If you are a dentist who is about to join a practice as an associate, you will want to review your employment agreement very carefully as it defines the rights between employer & employee and is typically put in place to protect the employer. To ensure that everything goes smoothly, it is in your favor to consult with a contract attorney from our law firm. Below are a few key items to consider; these have some of the most impacts on your future plans for growth.

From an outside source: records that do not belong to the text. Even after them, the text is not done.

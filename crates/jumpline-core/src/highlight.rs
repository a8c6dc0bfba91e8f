//! Layered highlight regions.
//!
//! A [`HighlightLayerEngine`] owns the highlight regions of one buffer. Each region is a pair of
//! [`Anchor`]s plus a [`Painter`], so regions follow buffer edits without any bookkeeping here.
//!
//! # Stacking
//!
//! The region list is ordered front (topmost) to back. Regions are grouped by
//! [`PainterCategory::layer`]:
//!
//! | layer | categories          |
//! |-------|---------------------|
//! | 0     | `Selection`         |
//! | 1     | `Result`, `Generic` |
//! | 2     | `Frame`             |
//!
//! A new region is inserted at the front of its layer group, just behind every region of a lower
//! layer. [`HighlightLayerEngine::paint`] walks the list back to front, so selection is always
//! drawn last (on top) and, within a layer, newer regions are drawn over older ones.
//!
//! # Repaint
//!
//! Every mutation reports the affected area to the engine's [`RepaintScheduler`] (if any). Layered
//! painters remember the pixel bounds of their last paint, which are reported instead of offsets.

use crate::buffer::{Anchor, AnchoredText, BufferId};
use crate::error::{HighlightError, PaintError};
use crate::geometry::Rect;
use crate::repaint::{Damage, RepaintScheduler};
use crate::style::HighlightStyle;
use std::fmt;
use std::ops::Range;

/// Stacking class of a highlight.
#[derive(Debug, Clone, Copy, PartialEq, Eq, Hash)]
pub enum PainterCategory {
    /// Native text selection; always on top.
    Selection,
    /// The selected derived result.
    Result,
    /// Outlined regions.
    Frame,
    /// Everything else (search matches, bracket matches).
    Generic,
}

impl PainterCategory {
    /// Stacking layer (lower is nearer the front).
    pub const fn layer(self) -> u8 {
        match self {
            PainterCategory::Selection => 0,
            PainterCategory::Result | PainterCategory::Generic => 1,
            PainterCategory::Frame => 2,
        }
    }

    /// Returns `true` if both categories stack in the same group.
    pub const fn is_compatible_with(self, other: PainterCategory) -> bool {
        self.layer() == other.layer()
    }
}

/// How a region is drawn.
#[derive(Debug, Clone, Copy, PartialEq, Eq)]
pub struct Painter {
    /// Stacking class.
    pub category: PainterCategory,
    /// Color and weight.
    pub style: HighlightStyle,
    /// Layered painters report the pixel bounds they paint.
    pub layered: bool,
}

impl Painter {
    /// Create a non-layered painter.
    pub const fn new(category: PainterCategory, style: HighlightStyle) -> Self {
        Self {
            category,
            style,
            layered: false,
        }
    }

    /// The same painter, tracking pixel bounds.
    pub const fn layered(mut self) -> Self {
        self.layered = true;
        self
    }
}

/// Identifies a region within its engine.
#[derive(Debug, Clone, Copy, PartialEq, Eq, PartialOrd, Ord, Hash)]
pub struct RegionHandle(u64);

/// A highlighted span of a buffer.
#[derive(Debug, Clone)]
pub struct HighlightRegion {
    handle: RegionHandle,
    start: Anchor,
    end: Anchor,
    painter: Painter,
    insertion_seq: u64,
    painted_bounds: Option<Rect>,
}

impl HighlightRegion {
    /// Region handle.
    pub fn handle(&self) -> RegionHandle {
        self.handle
    }

    /// Painter used for this region.
    pub fn painter(&self) -> &Painter {
        &self.painter
    }

    /// Current extent. Collapses to zero width if edits moved the end before the start.
    pub fn range(&self) -> Range<usize> {
        let start = self.start.offset();
        start..self.end.offset().max(start)
    }

    /// Monotonic sequence number assigned when the region was added.
    pub fn insertion_seq(&self) -> u64 {
        self.insertion_seq
    }

    /// Pixel bounds from the last paint (layered painters only).
    pub fn painted_bounds(&self) -> Option<Rect> {
        self.painted_bounds
    }

    fn damage(&self) -> Option<Damage> {
        if self.painter.layered
            && let Some(rect) = self.painted_bounds
        {
            return Some(Damage::Pixels(rect));
        }
        let range = self.range();
        (!range.is_empty()).then(|| Damage::offsets(range.start, range.end))
    }
}

/// A rendering surface for highlights.
pub trait PaintSurface {
    /// Paint `start..end` with `painter`.
    ///
    /// Returns the painted pixel bounds when known. An error means the offsets could not be mapped
    /// to the view this cycle; the region is skipped.
    fn paint(
        &mut self,
        start: usize,
        end: usize,
        painter: &Painter,
    ) -> Result<Option<Rect>, PaintError>;
}

/// Ordered, layered highlight regions of one buffer.
///
/// UI-thread only; worker threads reach the view through the [`RepaintScheduler`].
pub struct HighlightLayerEngine {
    buffer: BufferId,
    regions: Vec<HighlightRegion>,
    next_seq: u64,
    scheduler: Option<RepaintScheduler>,
}

impl HighlightLayerEngine {
    /// Create an engine for `buffer` without repaint notifications.
    pub fn new(buffer: BufferId) -> Self {
        Self {
            buffer,
            regions: Vec::new(),
            next_seq: 0,
            scheduler: None,
        }
    }

    /// Create an engine for `buffer` that reports damage to `scheduler`.
    pub fn with_scheduler(buffer: BufferId, scheduler: RepaintScheduler) -> Self {
        Self {
            scheduler: Some(scheduler),
            ..Self::new(buffer)
        }
    }

    /// The buffer this engine paints.
    pub fn buffer(&self) -> BufferId {
        self.buffer
    }

    /// Number of regions.
    pub fn len(&self) -> usize {
        self.regions.len()
    }

    /// Returns `true` if there are no regions.
    pub fn is_empty(&self) -> bool {
        self.regions.is_empty()
    }

    /// Regions from front (topmost) to back.
    pub fn regions(&self) -> &[HighlightRegion] {
        &self.regions
    }

    /// Regions in paint order (back to front).
    pub fn paint_order(&self) -> impl Iterator<Item = &HighlightRegion> {
        self.regions.iter().rev()
    }

    /// Region for `handle`, if it is still present.
    pub fn region(&self, handle: RegionHandle) -> Option<&HighlightRegion> {
        self.regions.iter().find(|r| r.handle == handle)
    }

    /// Number of regions of `category`.
    pub fn count_of(&self, category: PainterCategory) -> usize {
        self.regions
            .iter()
            .filter(|r| r.painter.category == category)
            .count()
    }

    /// Add a region between two anchors of this engine's buffer.
    pub fn add_region(
        &mut self,
        start: Anchor,
        end: Anchor,
        painter: Painter,
    ) -> Result<RegionHandle, HighlightError> {
        self.check_anchor(&start)?;
        self.check_anchor(&end)?;

        let seq = self.next_seq;
        self.next_seq += 1;
        let region = HighlightRegion {
            handle: RegionHandle(seq),
            start,
            end,
            painter,
            insertion_seq: seq,
            painted_bounds: None,
        };

        let layer = painter.category.layer();
        let pos = self
            .regions
            .iter()
            .position(|r| r.painter.category.layer() >= layer)
            .unwrap_or(self.regions.len());
        self.report(region.damage());
        self.regions.insert(pos, region);
        Ok(RegionHandle(seq))
    }

    /// Anchor `start..end` in `doc` and add a region for it.
    pub fn add_highlight(
        &mut self,
        doc: &dyn AnchoredText,
        start: usize,
        end: usize,
        painter: Painter,
    ) -> Result<RegionHandle, HighlightError> {
        let (start, end) = (start.min(end), start.max(end));
        let start = doc.create_anchor(start)?;
        let end = doc.create_anchor(end)?;
        self.add_region(start, end, painter)
    }

    /// Move a region to new anchors, keeping its stacking position.
    ///
    /// Returns `Ok(false)` if the handle is unknown.
    pub fn change_region(
        &mut self,
        handle: RegionHandle,
        start: Anchor,
        end: Anchor,
    ) -> Result<bool, HighlightError> {
        self.check_anchor(&start)?;
        self.check_anchor(&end)?;
        let Some(pos) = self.position(handle) else {
            return Ok(false);
        };

        let old = self.regions[pos].damage();
        let region = &mut self.regions[pos];
        region.start = start;
        region.end = end;
        region.painted_bounds = None;
        let new = region.damage();
        self.report(old);
        self.report(new);
        Ok(true)
    }

    /// Remove a region. Unknown handles are ignored.
    pub fn remove_region(&mut self, handle: RegionHandle) -> bool {
        let Some(pos) = self.position(handle) else {
            log::trace!("remove of unknown region {handle:?} ignored");
            return false;
        };
        let region = self.regions.remove(pos);
        self.report(region.damage());
        true
    }

    /// Remove every region.
    pub fn remove_all(&mut self) {
        for region in std::mem::take(&mut self.regions) {
            self.report(region.damage());
        }
    }

    /// Paint every region intersecting `visible`, back to front. Returns the number painted.
    ///
    /// Regions the surface cannot map are skipped for this cycle.
    pub fn paint(&mut self, surface: &mut dyn PaintSurface, visible: Range<usize>) -> usize {
        let mut painted = 0;
        for region in self.regions.iter_mut().rev() {
            let range = region.range();
            if range.is_empty() || range.end <= visible.start || range.start >= visible.end {
                continue;
            }
            match surface.paint(range.start, range.end, &region.painter) {
                Ok(bounds) => {
                    if region.painter.layered {
                        region.painted_bounds = bounds;
                    }
                    painted += 1;
                }
                Err(err) => log::debug!("skipping region {:?}: {err}", region.handle),
            }
        }
        painted
    }

    fn position(&self, handle: RegionHandle) -> Option<usize> {
        self.regions.iter().position(|r| r.handle == handle)
    }

    fn check_anchor(&self, anchor: &Anchor) -> Result<(), HighlightError> {
        if anchor.buffer() != self.buffer {
            return Err(HighlightError::ForeignAnchor {
                anchor: anchor.buffer(),
                engine: self.buffer,
            });
        }
        Ok(())
    }

    fn report(&self, damage: Option<Damage>) {
        if let (Some(scheduler), Some(damage)) = (&self.scheduler, damage) {
            scheduler.request(self.buffer, damage);
        }
    }
}

impl fmt::Debug for HighlightLayerEngine {
    fn fmt(&self, f: &mut fmt::Formatter<'_>) -> fmt::Result {
        f.debug_struct("HighlightLayerEngine")
            .field("buffer", &self.buffer)
            .field("regions", &self.regions)
            .finish_non_exhaustive()
    }
}
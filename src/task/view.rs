use iced::widget::{button, checkbox, container, row, text_input};
use iced::{Center, Element, Fill, Theme};

use crate::i18n::LANGUAGE_LOADER;
use crate::ui::icons::{delete_icon, edit_icon};
use i18n_embed_fl::fl;

use super::{Task, TaskMessage};

pub fn task_view(task: &Task, editing: bool) -> Element<'_, TaskMessage> {
    let content = if editing {
        editing_view(task)
    } else {
        idle_view(task)
    };

    container(content)
        .padding(12)
        .style(|theme| container::Style {
            background: Some(theme.extended_palette().background.weak.color.into()),
            border: iced::Border {
                color: theme.extended_palette().background.weak.color,
                width: 1.0,
                radius: 8.0.into(),
            },
            ..Default::default()
        })
        .into()
}

fn idle_view(task: &Task) -> Element<'_, TaskMessage> {
    let checkbox = checkbox(task.name(), task.completed())
        .on_toggle(TaskMessage::Completed)
        .width(Fill)
        .size(18)
        .text_shaping(iced::widget::text::Shaping::Advanced);

    row![
        checkbox,
        button(edit_icon())
            .on_press(TaskMessage::Edit)
            .padding(4)
            .style(button::text),
    ]
    .spacing(20)
    .align_y(Center)
    .into()
}

fn editing_view(task: &Task) -> Element<'_, TaskMessage> {
    let text_input = text_input(
        &fl!(LANGUAGE_LOADER, "describe-task-placeholder"),
        task.name(),
    )
    .id(Task::text_input_id(task.id()))
    .on_input(TaskMessage::NameEdited)
    .on_submit(TaskMessage::FinishEdition)
    .padding(10)
    .style(|theme: &Theme, status| {
        let default_style = text_input::default(theme, status);

        text_input::Style {
            background: iced::Color::TRANSPARENT.into(),
            border: iced::Border {
                color: iced::Color::TRANSPARENT,
                width: 0.0,
                radius: 0.0.into(),
            },
            icon: default_style.icon,
            placeholder: default_style.placeholder,
            value: default_style.value,
            selection: default_style.selection,
        }
    });

    row![
        text_input,
        button(row![delete_icon()].spacing(10).align_y(Center))
            .on_press(TaskMessage::Delete)
            .padding(10)
            .style(button::danger)
    ]
    .spacing(20)
    .align_y(Center)
    .into()
}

  1. Fixed-Term vs. At-Will: If your employer implements a fixed-term agreement, your employment will be for a specified period of time and may only be terminated as provided in the agreement. The agreement should explain when and how your employment will end, as well as if you are able to renew your term there.  This is common if you are being hired as seasonal staff or filling in for someone, typically if they are sick or on maternity leave. The typical agreement, however, is on an at-will basis.  Unless your agreement specifies a defined period of time of employment, you are employed “at-will”.  This means that either you or the employer may terminate employment at any time for almost any reason, with one notable exception being certain types of discrimination.  Your agreement will most likely be at-will, so just bear that in mind.
  1. Employee vs. Independent Contractor: The agreement should also specify whether you are an actual employee or an independent contractor. It may seem like a fine distinction, but it could have large consequences.  Employees typically have benefits, while independent contractors do not. Employers have much greater control over the when, where, and how of the job. And employees generally enjoy greater liability protection under the employer’s umbrella.
  1. Role Description & Responsibilities: Your agreement should include a detailed description of your daily tasks and long-term responsibilities. Know what your employer’s expectations are regarding your role at the practice.
  1. Compensation: Probably one of the main things you’ll be worried about is when and how much you’ll be getting paid. Payment terms should be laid out in your agreement, sometimes as a percentage of your collections or an annual salary. Make sure you understand the formula and find out if it is subject to your employer’s discretion. Your contract should also list when and how often you’ll get paid. Make sure that you understand and that you’re comfortable with how this is set up.
  1. Benefits: Know what benefits the practice provides and make sure they are all included in the agreement. Common items include health insurance, vacation/sick days, professional liability insurance, bonuses, reimbursement for professional dues & CEs, retirement plans, etc. Know what types of benefits you would appreciate and discuss them with your employer. Remember that your agreement is not set in stone.
  1. Competition Restrictions: The non-compete provision has one of the greatest impacts on you and your career and so should be considered very carefully. Employers include these provisions to protect their goodwill and client relationships, aiming to prevent an associate from leaving and opening up their own office in the same geographic area. You will want to review the timeframe and territory stated in the agreement.  Both must be “reasonable”, which is a moveable target. How these terms are defined is key in knowing your rights upon leaving the employer’s practice.
  1. Solicitation of Patients & Employees: Often overlooked, non-solicitation provisions can sometimes be even more important than competition restraints. An employer will put these in place to prevent you from soliciting existing patients, referrals, and sometimes even other employees. If you ever decide to leave the practice, you will not be able to solicit business from any of the existing patients or staff members to come with you.  It’s easy to understand why employers want these provisions, but, again, make sure the geographic and time terms are reasonable.
  1. Non-Disclosure Provisions & Confidentiality: This may be set out in a separate non-disclosure agreement but either way, confidentiality should be addressed. You will have access to a patient’s private medical records as well as other important information that should never leave the practice. This protects you and the employer
  1. Buy-In Process & Value Determination: You and the employer may contemplate that one day you will take over the practice or otherwise participate in the succession process. Make sure any terms involving buy-in or buy-out, including purchase price and any applicable formulae, are defined in the agreement. Avoid gray language like “to be determined later”.
  1. Anything that is discussed verbally: Anything else that is discussed verbally, get it in writing! If your employer mentions anything, make sure it is documented somewhere within your contract. Remember that your contract is and should be negotiable- protecting yourself now will save you from complications down the road!